Les grandes entreprises sont prêtes...

Pour prendre leur pouls en cette période d'incertitude, Europe 1 a contacté des dizaines d'entreprises. Il en ressort un constat très hétérogène. Il y a d'abord les grandes entreprises, qui ne sont pas inquiètes. En mars, elles ont dû déployer en quelques jours le télétravail pour des milliers de salariés. Une expérience qui a servi de crash-test, racontent-elles. Dans les secteurs de l’assurance et de la banque par exemple, tout est prêt. Chez BNP Paribas, 60% des salariés sont encore en télétravail aujourd’hui, au moins à temps partiel. Donc aller plus loin ne représentera pas un effort considérable. 

Certains groupes ont aussi mis en place une cellule dédiée à l’organisation du travail en temps de Covid. Objectif : réagir le plus vite possible après les annonces du gouvernement. C’est le cas chez Orange. "On a mis 60.000 personnes en télétravail au printemps. On le refera sans problème s’il le faut", nous dit-on chez l'opérateur. "Ca va nous compliquer un peu la vie en termes d'organisation. Mais, d'une certaine manière, on a appris le télétravail donc ce sera moins douloureux qu'en mars", résume Benoît Serre, vice-président de l'Association nationale des DRH.

... mais les PME sont moins optimistes

En revanche, les PME font grise mine à l’idée de repasser en télétravail total. Leur activité a été plus durement touchée par la crise économique, alors dès que cela a été possible, elles ont fait revenir leurs employés sur site pour relancer la machine. Et pour beaucoup, la crainte c’est que le télétravail vienne casser la fragile reprise entamée à la rentrée. Malgré tout, à contrecœur ou pas, toutes les entreprises le disent : elles s’adapteront. Ainsi, selon un sondage réalisé pour Europe 1 par le Centre des jeunes dirigeants, plus d'un tiers des entreprises qui le peuvent prévoient déjà de repasser entièrement en télétravail dans les prochains jours.

Sans aller jusque-là, si le télétravail reste modulable et non obligatoire, ce sondage montre que les entreprises anticipent d'autres mesures pour continuer de fonctionner sur site dans le respect des règles sanitaires : des règles plus strictes pour les déjeuners entre collègues (33%), un roulement des équipes dans les bureaux (30%), réaménager les horaires de travail (27%), accélérer la numérisation des outils de travail (24%)…

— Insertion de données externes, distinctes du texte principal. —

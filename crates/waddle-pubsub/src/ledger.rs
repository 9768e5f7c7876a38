//! Per-node affiliation and subscription ledgers.
//!
//! Both ledgers keep a single map of entries, each flagged dirty when
//! mutated. The repository persists [`NodeAffiliations::changed`] (or the
//! subscription equivalent) and then calls `mark_saved` to clear the flags.
//!
//! A node's ledger can be touched by stanzas processed concurrently for the
//! same node, so every access goes through an internal `RwLock`. Ledger reads
//! never fail: a poisoned lock is recovered rather than reported.

use std::collections::HashMap;
use std::sync::{PoisonError, RwLock, RwLockReadGuard, RwLockWriteGuard};

use jid::BareJid;

use crate::stanzas::generate_id;
use crate::types::{Affiliation, Subscription};

/// An affiliation held by a user on a node.
#[derive(Debug, Clone, PartialEq, Eq)]
pub struct UserAffiliation {
    pub jid: BareJid,
    pub affiliation: Affiliation,
}

/// A subscription held by a user on a node.
#[derive(Debug, Clone, PartialEq, Eq)]
pub struct UserSubscription {
    pub jid: BareJid,
    pub subid: String,
    pub subscription: Subscription,
}

#[derive(Debug, Clone)]
struct Entry<T> {
    value: T,
    dirty: bool,
}

fn read<T>(lock: &RwLock<T>) -> RwLockReadGuard<'_, T> {
    lock.read().unwrap_or_else(PoisonError::into_inner)
}

fn write<T>(lock: &RwLock<T>) -> RwLockWriteGuard<'_, T> {
    lock.write().unwrap_or_else(PoisonError::into_inner)
}

/// Affiliations of every user with one node.
#[derive(Debug, Default)]
pub struct NodeAffiliations {
    entries: RwLock<HashMap<BareJid, Entry<Affiliation>>>,
}

impl NodeAffiliations {
    pub fn new() -> Self {
        Self::default()
    }

    /// Populate from storage. Loaded entries start clean.
    pub fn load(&self, affiliations: impl IntoIterator<Item = UserAffiliation>) {
        let mut entries = write(&self.entries);
        for ua in affiliations {
            entries.insert(
                ua.jid,
                Entry {
                    value: ua.affiliation,
                    dirty: false,
                },
            );
        }
    }

    /// The user's affiliation, `none` when absent.
    pub fn get(&self, jid: &BareJid) -> Affiliation {
        read(&self.entries)
            .get(jid)
            .map(|e| e.value)
            .unwrap_or_default()
    }

    /// Record an affiliation, replacing any existing entry.
    pub fn add(&self, jid: BareJid, affiliation: Affiliation) {
        write(&self.entries).insert(
            jid,
            Entry {
                value: affiliation,
                dirty: true,
            },
        );
    }

    /// Update an affiliation; an absent entry is created with the new value.
    pub fn change(&self, jid: &BareJid, affiliation: Affiliation) {
        let mut entries = write(&self.entries);
        let entry = entries.entry(jid.clone()).or_insert(Entry {
            value: Affiliation::None,
            dirty: true,
        });
        entry.value = affiliation;
        entry.dirty = true;
    }

    pub fn all(&self) -> Vec<UserAffiliation> {
        read(&self.entries)
            .iter()
            .map(|(jid, e)| UserAffiliation {
                jid: jid.clone(),
                affiliation: e.value,
            })
            .collect()
    }

    /// Bare JIDs holding the given affiliation.
    pub fn with_affiliation(&self, affiliation: Affiliation) -> Vec<BareJid> {
        read(&self.entries)
            .iter()
            .filter(|(_, e)| e.value == affiliation)
            .map(|(jid, _)| jid.clone())
            .collect()
    }

    pub fn owners(&self) -> Vec<BareJid> {
        self.with_affiliation(Affiliation::Owner)
    }

    pub fn needs_writing(&self) -> bool {
        read(&self.entries).values().any(|e| e.dirty)
    }

    /// Entries mutated since the last save.
    pub fn changed(&self) -> Vec<UserAffiliation> {
        read(&self.entries)
            .iter()
            .filter(|(_, e)| e.dirty)
            .map(|(jid, e)| UserAffiliation {
                jid: jid.clone(),
                affiliation: e.value,
            })
            .collect()
    }

    /// Commit every dirty entry.
    pub fn mark_saved(&self) {
        for entry in write(&self.entries).values_mut() {
            entry.dirty = false;
        }
    }
}

#[derive(Debug, Clone)]
struct SubscriptionState {
    subid: String,
    subscription: Subscription,
}

/// Subscriptions of every user to one node.
#[derive(Debug, Default)]
pub struct NodeSubscriptions {
    entries: RwLock<HashMap<BareJid, Entry<SubscriptionState>>>,
}

impl NodeSubscriptions {
    pub fn new() -> Self {
        Self::default()
    }

    /// Populate from storage. Loaded entries start clean.
    pub fn load(&self, subscriptions: impl IntoIterator<Item = UserSubscription>) {
        let mut entries = write(&self.entries);
        for us in subscriptions {
            entries.insert(
                us.jid,
                Entry {
                    value: SubscriptionState {
                        subid: us.subid,
                        subscription: us.subscription,
                    },
                    dirty: false,
                },
            );
        }
    }

    /// The user's subscription state, `none` when absent.
    pub fn get(&self, jid: &BareJid) -> Subscription {
        read(&self.entries)
            .get(jid)
            .map(|e| e.value.subscription)
            .unwrap_or_default()
    }

    /// The user's subscription id, if any.
    pub fn subid(&self, jid: &BareJid) -> Option<String> {
        read(&self.entries)
            .get(jid)
            .map(|e| e.value.subid.clone())
            .filter(|s| !s.is_empty())
    }

    /// Subscribe a user, returning its subscription id.
    ///
    /// A fresh id is generated only when the user holds none; otherwise the
    /// existing entry is changed and keeps its id.
    pub fn add_subscriber_jid(&self, jid: BareJid, subscription: Subscription) -> String {
        let mut entries = write(&self.entries);
        let entry = entries.entry(jid).or_insert_with(|| Entry {
            value: SubscriptionState {
                subid: String::new(),
                subscription: Subscription::None,
            },
            dirty: true,
        });
        if entry.value.subid.is_empty() {
            entry.value.subid = generate_id();
        }
        entry.value.subscription = subscription;
        entry.dirty = true;
        entry.value.subid.clone()
    }

    /// Record a subscription with a known id, replacing any existing entry.
    pub fn add(&self, jid: BareJid, subscription: Subscription, subid: String) {
        write(&self.entries).insert(
            jid,
            Entry {
                value: SubscriptionState {
                    subid,
                    subscription,
                },
                dirty: true,
            },
        );
    }

    /// Update a subscription state; an absent entry is created with a fresh id.
    pub fn change(&self, jid: &BareJid, subscription: Subscription) {
        let mut entries = write(&self.entries);
        let entry = entries.entry(jid.clone()).or_insert_with(|| Entry {
            value: SubscriptionState {
                subid: generate_id(),
                subscription: Subscription::None,
            },
            dirty: true,
        });
        entry.value.subscription = subscription;
        entry.dirty = true;
    }

    pub fn all(&self) -> Vec<UserSubscription> {
        read(&self.entries)
            .iter()
            .map(|(jid, e)| to_user_subscription(jid, &e.value))
            .collect()
    }

    /// Bare JIDs whose subscription is active.
    pub fn subscribed(&self) -> Vec<BareJid> {
        read(&self.entries)
            .iter()
            .filter(|(_, e)| e.value.subscription == Subscription::Subscribed)
            .map(|(jid, _)| jid.clone())
            .collect()
    }

    pub fn needs_writing(&self) -> bool {
        read(&self.entries).values().any(|e| e.dirty)
    }

    /// Entries mutated since the last save.
    pub fn changed(&self) -> Vec<UserSubscription> {
        read(&self.entries)
            .iter()
            .filter(|(_, e)| e.dirty)
            .map(|(jid, e)| to_user_subscription(jid, &e.value))
            .collect()
    }

    /// Commit every dirty entry.
    pub fn mark_saved(&self) {
        for entry in write(&self.entries).values_mut() {
            entry.dirty = false;
        }
    }
}

fn to_user_subscription(jid: &BareJid, state: &SubscriptionState) -> UserSubscription {
    UserSubscription {
        jid: jid.clone(),
        subid: state.subid.clone(),
        subscription: state.subscription,
    }
}

#[cfg(test)]
mod tests {
    use super::*;

    fn jid(s: &str) -> BareJid {
        s.parse().expect("valid JID")
    }

    #[test]
    fn test_absent_entries_default_to_none() {
        let affs = NodeAffiliations::new();
        let subs = NodeSubscriptions::new();
        assert_eq!(affs.get(&jid("bob@example.com")), Affiliation::None);
        assert_eq!(subs.get(&jid("bob@example.com")), Subscription::None);
        assert_eq!(subs.subid(&jid("bob@example.com")), None);
    }

    #[test]
    fn test_change_moves_entry_to_changed() {
        let affs = NodeAffiliations::new();
        affs.load(vec![UserAffiliation {
            jid: jid("alice@example.com"),
            affiliation: Affiliation::Owner,
        }]);
        assert!(!affs.needs_writing());

        affs.change(&jid("bob@example.com"), Affiliation::Member);
        let changed = affs.changed();
        assert_eq!(changed.len(), 1);
        assert_eq!(changed[0].jid, jid("bob@example.com"));
        assert_eq!(changed[0].affiliation, Affiliation::Member);

        affs.mark_saved();
        assert!(!affs.needs_writing());
        assert_eq!(affs.get(&jid("bob@example.com")), Affiliation::Member);
        assert_eq!(affs.all().len(), 2);
    }

    #[test]
    fn test_mark_saved_is_idempotent() {
        let subs = NodeSubscriptions::new();
        subs.add_subscriber_jid(jid("bob@example.com"), Subscription::Subscribed);
        subs.mark_saved();
        assert!(!subs.needs_writing());
        assert!(subs.changed().is_empty());

        subs.mark_saved();
        assert!(!subs.needs_writing());
        assert!(subs.changed().is_empty());
    }

    #[test]
    fn test_add_subscriber_jid_reuses_subid() {
        let subs = NodeSubscriptions::new();
        let first = subs.add_subscriber_jid(jid("bob@example.com"), Subscription::Pending);
        subs.mark_saved();
        let second = subs.add_subscriber_jid(jid("bob@example.com"), Subscription::Subscribed);

        assert_eq!(first, second);
        assert_eq!(subs.get(&jid("bob@example.com")), Subscription::Subscribed);
        assert_eq!(subs.changed().len(), 1);
    }

    #[test]
    fn test_change_absent_subscription_inserts() {
        let subs = NodeSubscriptions::new();
        subs.change(&jid("carol@example.com"), Subscription::Subscribed);

        assert_eq!(subs.get(&jid("carol@example.com")), Subscription::Subscribed);
        assert!(subs.subid(&jid("carol@example.com")).is_some());
        assert_eq!(subs.subscribed(), vec![jid("carol@example.com")]);
    }
}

Inquiétude pour la santé physique et morale des salariés 

Les entreprises vont donc essayer de s’adapter au mieux aux futures contraintes sanitaires. Et cela pose quand même la question de l’impact sur les salariés. Le télétravail a marché en mars mais tout le monde ne l’a pas bien vécu pour autant. Il faudra donc être encore plus vigilant qu'au printemps face aux risques psychosociaux. "Quelles qu'elles soient, ces mesures vont s'imposer à des entreprises et des collaborateurs fatigués", souligne Benoît Serre, de l'ANDRH. "Il y a l'anxiété causée par le virus, celle liée à l'avenir de son entreprise et puis celle, parfois, concernant ses proches. Ce qui nous inquiète le plus, c'est le risque d'épuisement, de burn-out…"

Et là encore, c’est dans les petites entreprises qu’une deuxième séquence de télétravail généralisé risque de laisser des traces. Une étude menée par la CPME cet été l’a montré clairement : pour plus de 80% des patrons de PME, le télétravail limite la cohésion d’équipe et augmente le risque d’isolement. Et, selon les chiffres du ministère du Travail, dans une entreprise sur deux où le télétravail est possible, il est perçu, encore aujourd’hui, comme une difficulté supplémentaire en termes d’organisation. D'où l'appel des syndicats à des négociations internes dans chaque entreprise sur le retour du télétravail.